Raw Parquet files on S3 with a Hive metastore have several fundamental limitations:

**No ACID transactions** — concurrent writes to the same Parquet partition produce inconsistent or corrupted data. Readers during a write see partial results. There is no rollback.

**Expensive schema evolution** — changing a column name or type requires rewriting all Parquet files in the table. Column additions are possible but tracked inconsistently across different query engines.

**Partition-level operations only** — the smallest unit of operation is a partition (a directory). Updating a single row requires rewriting the entire partition file. Deletes are impossible without rewriting.

**Full partition scan for query planning** — Hive lists all partitions at query time to determine which to include. On tables with thousands of partitions, this listing operation is slow.

**Hidden partitioning (reader burden)** — consumers querying a Hive table must know the partition scheme and write partition predicates explicitly to avoid full scans. Changing the partition scheme requires rewriting the table.

Iceberg addresses all of these.

Iceberg Architecture

Iceberg maintains metadata separately from data files:

**Data files** — the actual data in Parquet, ORC, or Avro format, stored in cloud object storage.

**Manifest files** — lists of data files with statistics: min/max values per column, null counts, record counts. Used for query planning (pruning files that cannot contain relevant data).

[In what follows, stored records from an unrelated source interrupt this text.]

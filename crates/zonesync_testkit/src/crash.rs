//! Crash injection around the end of a pass.
//!
//! A pass writes to the local store, then commits the cursor, then purges
//! the change log. These wrappers fail one of those writes on demand so
//! tests can check that the next pass re-pushes what was not purged and
//! converges.
//!
//! ## Usage
//!
//! ```rust,ignore
//! use zonesync_testkit::crash::{CrashPoint, CrashingCursorStore};
//!
//! let cursors = Arc::new(CrashingCursorStore::new(MemoryCursorStore::new()));
//! cursors.arm();
//! assert!(coordinator.sync().is_err());
//! assert!(coordinator.sync().is_ok());
//! ```

use std::io;
use std::sync::atomic::{AtomicBool, AtomicUsize, Ordering};
use zonesync_engine::{CursorError, CursorStore, LocalStore, LocalStoreError};
use zonesync_protocol::{RecordId, SchemaRegistry, ServerCursor, Snapshot, ZoneId};

/// Points at which a crash can be simulated.
#[derive(Debug, Clone, Copy, PartialEq, Eq)]
pub enum CrashPoint {
    /// Local writes of the pass fail to save.
    LocalSave,
    /// The cursor fails to commit after the local save.
    CursorCommit,
}

/// One-shot trigger shared by the crashing wrappers.
#[derive(Debug, Default)]
struct Trigger {
    armed: AtomicBool,
    fired: AtomicUsize,
}

impl Trigger {
    fn arm(&self) {
        self.armed.store(true, Ordering::SeqCst);
    }

    fn fire(&self) -> bool {
        if self.armed.swap(false, Ordering::SeqCst) {
            self.fired.fetch_add(1, Ordering::SeqCst);
            true
        } else {
            false
        }
    }

    fn fired(&self) -> usize {
        self.fired.load(Ordering::SeqCst)
    }
}

/// A cursor store whose next commit can be made to fail.
#[derive(Debug)]
pub struct CrashingCursorStore<S> {
    inner: S,
    trigger: Trigger,
}

impl<S: CursorStore> CrashingCursorStore<S> {
    /// Wraps `inner`.
    pub fn new(inner: S) -> Self {
        Self {
            inner,
            trigger: Trigger::default(),
        }
    }

    /// Makes the next `store` call fail.
    pub fn arm(&self) {
        self.trigger.arm();
    }

    /// Number of simulated crashes so far.
    pub fn crashes(&self) -> usize {
        self.trigger.fired()
    }

    /// The wrapped store.
    pub fn inner(&self) -> &S {
        &self.inner
    }
}

impl<S: CursorStore> CursorStore for CrashingCursorStore<S> {
    fn load(&self, zone: &ZoneId) -> Result<Option<ServerCursor>, CursorError> {
        self.inner.load(zone)
    }

    fn store(&self, zone: &ZoneId, cursor: &ServerCursor) -> Result<(), CursorError> {
        if self.trigger.fire() {
            return Err(CursorError::Io(io::Error::new(
                io::ErrorKind::Other,
                "simulated crash during cursor commit",
            )));
        }
        self.inner.store(zone, cursor)
    }

    fn clear(&self, zone: &ZoneId) -> Result<(), CursorError> {
        self.inner.clear(zone)
    }
}

/// A local store whose next save can be made to fail.
#[derive(Debug)]
pub struct CrashingLocalStore<L> {
    inner: L,
    trigger: Trigger,
}

impl<L: LocalStore> CrashingLocalStore<L> {
    /// Wraps `inner`.
    pub fn new(inner: L) -> Self {
        Self {
            inner,
            trigger: Trigger::default(),
        }
    }

    /// Makes the next `save_if_changed` call fail.
    pub fn arm(&self) {
        self.trigger.arm();
    }

    /// Number of simulated crashes so far.
    pub fn crashes(&self) -> usize {
        self.trigger.fired()
    }

    /// The wrapped store.
    pub fn inner(&self) -> &L {
        &self.inner
    }
}

impl<L: LocalStore> LocalStore for CrashingLocalStore<L> {
    fn schemas(&self) -> &SchemaRegistry {
        self.inner.schemas()
    }

    fn fetch(&self, id: &RecordId) -> Result<Option<Snapshot>, LocalStoreError> {
        self.inner.fetch(id)
    }

    fn upsert(&self, snapshot: &Snapshot) -> Result<(), LocalStoreError> {
        self.inner.upsert(snapshot)
    }

    fn delete(&self, id: &RecordId) -> Result<bool, LocalStoreError> {
        self.inner.delete(id)
    }

    fn set_change_tag(&self, id: &RecordId, tag: Option<String>) -> Result<bool, LocalStoreError> {
        self.inner.set_change_tag(id, tag)
    }

    fn save_if_changed(&self) -> Result<bool, LocalStoreError> {
        if self.trigger.fire() {
            return Err(LocalStoreError::Backend(
                "simulated crash during local save".into(),
            ));
        }
        self.inner.save_if_changed()
    }

    fn discard_unsaved(&self) {
        self.inner.discard_unsaved();
    }
}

**Manifest list (snapshot file)** — a list of manifest files representing a complete snapshot of the table at a point in time.

**Metadata file** — the table's schema, partition spec, current snapshot, and snapshot history. Atomic pointer update to a new metadata file is the mechanism for ACID commits.

Every write produces a new snapshot (new manifest list, new metadata file). The current table state is defined by the current metadata file. Older snapshots are retained for time travel; expired snapshots can be garbage-collected.

ACID Transactions

Iceberg's transaction model uses optimistic concurrency:

1. Writer reads the current snapshot.

2. Writer computes changes (new data files, updated manifests).

3. Writer attempts to commit by atomically updating the metadata file pointer from the old metadata to the new metadata.

4. If another writer committed between step 1 and 3, the commit fails (optimistic locking conflict). The writer retries.

This model provides serialisable isolation for most operations. Concurrent appends (two writers adding new data simultaneously) are handled without conflict. Concurrent row-level updates to the same rows may conflict.

Schema Evolution

Iceberg supports schema changes that do not require rewriting data files:

**Column additions** — add columns with default values. Existing Parquet files without the new column return the default value for that column.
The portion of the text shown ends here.